**ABOUT THIS TASK**
Scan the entries below and extract each line with the word "Duration" in it.

[Stored data entries]
---------------

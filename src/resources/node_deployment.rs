//! `metakube_node_deployment` reconciler.

use std::time::Duration;

use async_trait::async_trait;
use tracing::{debug, info, warn};

use crate::api::types::{Node, NodeDeploymentPatch};
use crate::api::MetaKubeClient;
use crate::context::OperationContext;
use crate::diagnostics::Diagnostics;
use crate::error::{ImportError, MetaKubeError, Result};
use crate::retry::{PollSettings, RetryError, retry};
use crate::schema::Schema;
use crate::schema::node_deployment::{NodeDeploymentModel, SCHEMA};
use crate::schema::timeouts::{TimeoutDefaults, Timeouts};
use crate::translate::node_deployment::expand_node_deployment_spec;
use crate::translate::{expand_node_deployment, flatten_node_deployment, label_removal_patch};
use crate::validate::NodeDeploymentValidator;

use super::cluster::wait_for_cluster_ready;
use super::import::parse_node_deployment_id;
use super::{Resource, Response, ensure_in_place, find_cluster_project, resolve_project};

/// Server messages seen while a fresh cluster's admission webhooks start.
const WEBHOOK_NOT_READY: &[&str] = &[
    "failed calling webhook",
    "Cluster components are not ready yet",
];

/// Server message of an optimistic-concurrency conflict.
const OBJECT_MODIFIED: &str = "the object has been modified";

/// Waits until every replica is ready and backed by a node reporting its
/// kernel version.
///
/// # Errors
///
/// Returns [`MetaKubeError::Timeout`] or [`MetaKubeError::Cancelled`]
/// wrapping the last observation, or a permanent API error.
pub async fn wait_for_node_deployment_ready(
    client: &MetaKubeClient,
    ctx: &OperationContext,
    poll: &PollSettings,
    (project, cluster, id): (&str, &str, &str),
    timeout: Duration,
) -> Result<()> {
    debug!("Waiting up to {}s for node deployment {id}", timeout.as_secs());

    retry(ctx, timeout, poll, "node deployment readiness", move || async move {
        let deployment = client
            .get_node_deployment(project, cluster, id)
            .await
            .map_err(RetryError::classify)?;

        let Some(replicas) = deployment.spec.replicas else {
            return Err(RetryError::retryable(MetaKubeError::not_ready(format!(
                "node deployment {id} has no replica count yet"
            ))));
        };
        let status = deployment.status.unwrap_or_default();
        if status.ready_replicas < replicas || status.unavailable_replicas != 0 {
            return Err(RetryError::retryable(MetaKubeError::not_ready(format!(
                "node deployment {id}: {} of {replicas} replicas ready, {} unavailable",
                status.ready_replicas, status.unavailable_replicas
            ))));
        }

        let nodes = client
            .list_node_deployment_nodes(project, cluster, id)
            .await
            .map_err(RetryError::classify)?;
        let expected = usize::try_from(replicas).unwrap_or_default();
        if nodes.len() != expected || !nodes.iter().all(Node::has_kernel_version) {
            return Err(RetryError::retryable(MetaKubeError::not_ready(format!(
                "node deployment {id}: {} of {expected} nodes joined",
                nodes.iter().filter(|n| n.has_kernel_version()).count()
            ))));
        }

        Ok(())
    })
    .await?;

    info!("Node deployment {id} is ready");
    Ok(())
}

/// Reconciles node deployments.
#[derive(Debug, Clone)]
pub struct NodeDeploymentResource {
    client: MetaKubeClient,
    poll: PollSettings,
}

impl NodeDeploymentResource {
    /// Creates a reconciler using the default poll cadence.
    #[must_use]
    pub fn new(client: MetaKubeClient) -> Self {
        Self {
            client,
            poll: PollSettings::default(),
        }
    }

    /// Overrides the poll cadence.
    #[must_use]
    pub const fn with_poll_settings(mut self, poll: PollSettings) -> Self {
        self.poll = poll;
        self
    }

    async fn refresh(
        &self,
        project: &str,
        cluster: &str,
        id: &str,
        prior: &NodeDeploymentModel,
    ) -> Result<Response<NodeDeploymentModel>> {
        let deployment = match self.client.get_node_deployment(project, cluster, id).await {
            Ok(deployment) => deployment,
            // A deleted cluster answers 403 for its node deployments.
            Err(e) if e.is_gone() => {
                warn!("Node deployment {id} not found ({e}), removing it from state");
                return Ok(Response::removed());
            }
            Err(e) => return Err(e),
        };

        let mut model = flatten_node_deployment(&deployment);
        model.project_id = Some(project.to_string());
        model.cluster_id = cluster.to_string();
        model.timeouts.clone_from(&prior.timeouts);
        Ok(Response::new(model))
    }

    async fn settle(
        &self,
        ctx: &OperationContext,
        (project, cluster, id): (&str, &str, &str),
        prior: &NodeDeploymentModel,
        outcome: Result<()>,
        diagnostics: Diagnostics,
    ) -> Result<Response<NodeDeploymentModel>> {
        let response = match outcome {
            Ok(()) => self.refresh(project, cluster, id, prior).await?,
            Err(e) if ctx.is_cancelled() => return Err(e),
            Err(e) => {
                warn!("Node deployment {id} did not settle: {e}");
                match self.refresh(project, cluster, id, prior).await {
                    Ok(response) => response.with_error(&e),
                    Err(refresh) => {
                        debug!("Refresh after failure also failed: {refresh}");
                        return Err(e);
                    }
                }
            }
        };
        Ok(response.with_diagnostics(diagnostics))
    }

    async fn validate(&self, project: &str, model: &NodeDeploymentModel) -> Result<Diagnostics> {
        let cluster = self.client.get_cluster(project, &model.cluster_id).await?;
        NodeDeploymentValidator::new(&self.client)
            .validate(model, &cluster)
            .await?
            .into_result()
    }
}

#[async_trait]
impl Resource for NodeDeploymentResource {
    type Model = NodeDeploymentModel;

    fn schema(&self) -> &'static Schema {
        &SCHEMA
    }

    async fn create(
        &self,
        ctx: &OperationContext,
        mut plan: NodeDeploymentModel,
    ) -> Result<Response<NodeDeploymentModel>> {
        let timeout = Timeouts::create_or(plan.timeouts.as_ref(), TimeoutDefaults::NODE_DEPLOYMENT)?;
        let project = resolve_project(&self.client, plan.project(), &plan.cluster_id).await?;
        let cluster = plan.cluster_id.clone();

        if let Some(min) = plan.spec.min_replicas {
            plan.spec.replicas = Some(min);
        }
        let diagnostics = self.validate(&project, &plan).await?;

        wait_for_cluster_ready(&self.client, ctx, &self.poll, &project, &cluster, None, timeout)
            .await?;

        let client = &self.client;
        let (p, c) = (project.as_str(), cluster.as_str());
        retry(ctx, timeout, &self.poll, "list node deployments", move || async move {
            client
                .list_node_deployments(p, c)
                .await
                .map(|_| ())
                .map_err(RetryError::Retryable)
        })
        .await?;

        let body = expand_node_deployment(&plan);
        let body = &body;
        info!("Creating node deployment in cluster {cluster}");
        let created = retry(ctx, timeout, &self.poll, "create node deployment", move || async move {
            client.create_node_deployment(p, c, body).await.map_err(|e| {
                if WEBHOOK_NOT_READY.iter().any(|needle| e.mentions(needle)) {
                    RetryError::Retryable(e)
                } else {
                    RetryError::classify(e)
                }
            })
        })
        .await?;
        if created.id.is_empty() {
            return Err(MetaKubeError::InvalidResponse {
                operation: String::from("create node deployment"),
                message: String::from("response carries no node deployment id"),
            });
        }
        let id = created.id;
        info!("Node deployment {id} created");

        plan.id = Some(id.clone());
        plan.project_id = Some(project.clone());

        let outcome =
            wait_for_node_deployment_ready(&self.client, ctx, &self.poll, (p, c, id.as_str()), timeout)
                .await;
        self.settle(ctx, (p, c, id.as_str()), &plan, outcome, diagnostics)
            .await
    }

    async fn read(
        &self,
        _ctx: &OperationContext,
        state: NodeDeploymentModel,
    ) -> Result<Response<NodeDeploymentModel>> {
        let Some(id) = state.deployment_id() else {
            return Ok(Response::removed());
        };

        let project = match state.project() {
            Some(project) => project.to_string(),
            None => {
                if let Some(project) = find_cluster_project(&self.client, &state.cluster_id).await? {
                    project
                } else {
                    warn!("Cluster {} not found in any project", state.cluster_id);
                    return Ok(Response::removed());
                }
            }
        };

        self.refresh(&project, &state.cluster_id, id, &state).await
    }

    async fn update(
        &self,
        ctx: &OperationContext,
        prior: NodeDeploymentModel,
        mut plan: NodeDeploymentModel,
    ) -> Result<Response<NodeDeploymentModel>> {
        ensure_in_place(&SCHEMA, &prior, &plan)?;

        let id = prior
            .deployment_id()
            .ok_or_else(|| MetaKubeError::internal("node deployment id is not set"))?
            .to_string();
        let project = resolve_project(&self.client, prior.project(), &prior.cluster_id).await?;
        let cluster = prior.cluster_id.clone();
        let (p, c) = (project.as_str(), cluster.as_str());

        plan.id = Some(id.clone());
        plan.project_id = Some(project.clone());
        if plan.name.is_none() {
            plan.name.clone_from(&prior.name);
        }
        if plan.spec.replicas.is_none() {
            plan.spec.replicas = prior.spec.replicas;
        }

        let spec = expand_node_deployment_spec(&plan.spec);
        if spec == expand_node_deployment_spec(&prior.spec) {
            debug!("Node deployment {id} is up to date");
            return self.refresh(p, c, &id, &plan).await;
        }

        let timeout = Timeouts::update_or(plan.timeouts.as_ref(), TimeoutDefaults::NODE_DEPLOYMENT)?;
        let diagnostics = self.validate(p, &plan).await?;

        info!("Updating node deployment {id}");
        let outcome = async {
            self.client
                .patch_node_deployment(p, c, &id, &NodeDeploymentPatch { spec })
                .await?;

            if let Some(removal) = label_removal_patch(&prior.spec.template.labels, &plan.spec.template.labels) {
                let client = &self.client;
                let (id, removal) = (id.as_str(), &removal);
                debug!("Removing labels from node deployment {id}: {removal}");
                retry(ctx, timeout, &self.poll, "remove node deployment labels", move || async move {
                    client
                        .patch_node_deployment_raw(p, c, id, removal)
                        .await
                        .map(|_| ())
                        .map_err(|e| {
                            if e.mentions(OBJECT_MODIFIED) {
                                RetryError::Retryable(e)
                            } else {
                                RetryError::classify(e)
                            }
                        })
                })
                .await?;
            }

            wait_for_node_deployment_ready(&self.client, ctx, &self.poll, (p, c, id.as_str()), timeout)
                .await
        }
        .await;

        self.settle(ctx, (p, c, id.as_str()), &plan, outcome, diagnostics)
            .await
    }

    async fn delete(&self, ctx: &OperationContext, state: NodeDeploymentModel) -> Result<Diagnostics> {
        let Some(id) = state.deployment_id() else {
            return Ok(Diagnostics::new());
        };
        let project = match state.project() {
            Some(project) => project.to_string(),
            None => match find_cluster_project(&self.client, &state.cluster_id).await? {
                Some(project) => project,
                None => return Ok(Diagnostics::new()),
            },
        };
        let timeout = Timeouts::delete_or(state.timeouts.as_ref(), TimeoutDefaults::NODE_DEPLOYMENT)?;
        let (p, c) = (project.as_str(), state.cluster_id.as_str());

        info!("Deleting node deployment {id}");
        match self.client.delete_node_deployment(p, c, id).await {
            Ok(()) => {}
            Err(e) if e.is_gone() => return Ok(Diagnostics::new()),
            Err(e) => return Err(e),
        }

        let client = &self.client;
        retry(ctx, timeout, &self.poll, "node deployment deletion", move || async move {
            match client.get_node_deployment(p, c, id).await {
                Ok(_) => Err(RetryError::retryable(MetaKubeError::not_ready(format!(
                    "node deployment {id} still exists"
                )))),
                Err(e) if e.is_gone() => Ok(()),
                Err(e) => Err(RetryError::classify(e)),
            }
        })
        .await?;

        info!("Node deployment {id} deleted");
        Ok(Diagnostics::new())
    }

    async fn import(&self, ctx: &OperationContext, id: &str) -> Result<Response<NodeDeploymentModel>> {
        let [project, cluster, deployment] = parse_node_deployment_id(id)?;

        let state = NodeDeploymentModel {
            id: Some(deployment.clone()),
            project_id: Some(project),
            cluster_id: cluster,
            ..NodeDeploymentModel::default()
        };
        let response = self.read(ctx, state).await?;
        if response.state.is_none() {
            return Err(ImportError::OwnerNotFound {
                what: "node deployment",
                id: deployment,
            }
            .into());
        }
        Ok(response)
    }
}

---------------

**EXPECTED OUTPUT**
use std::time::Duration;
    timeout: Duration,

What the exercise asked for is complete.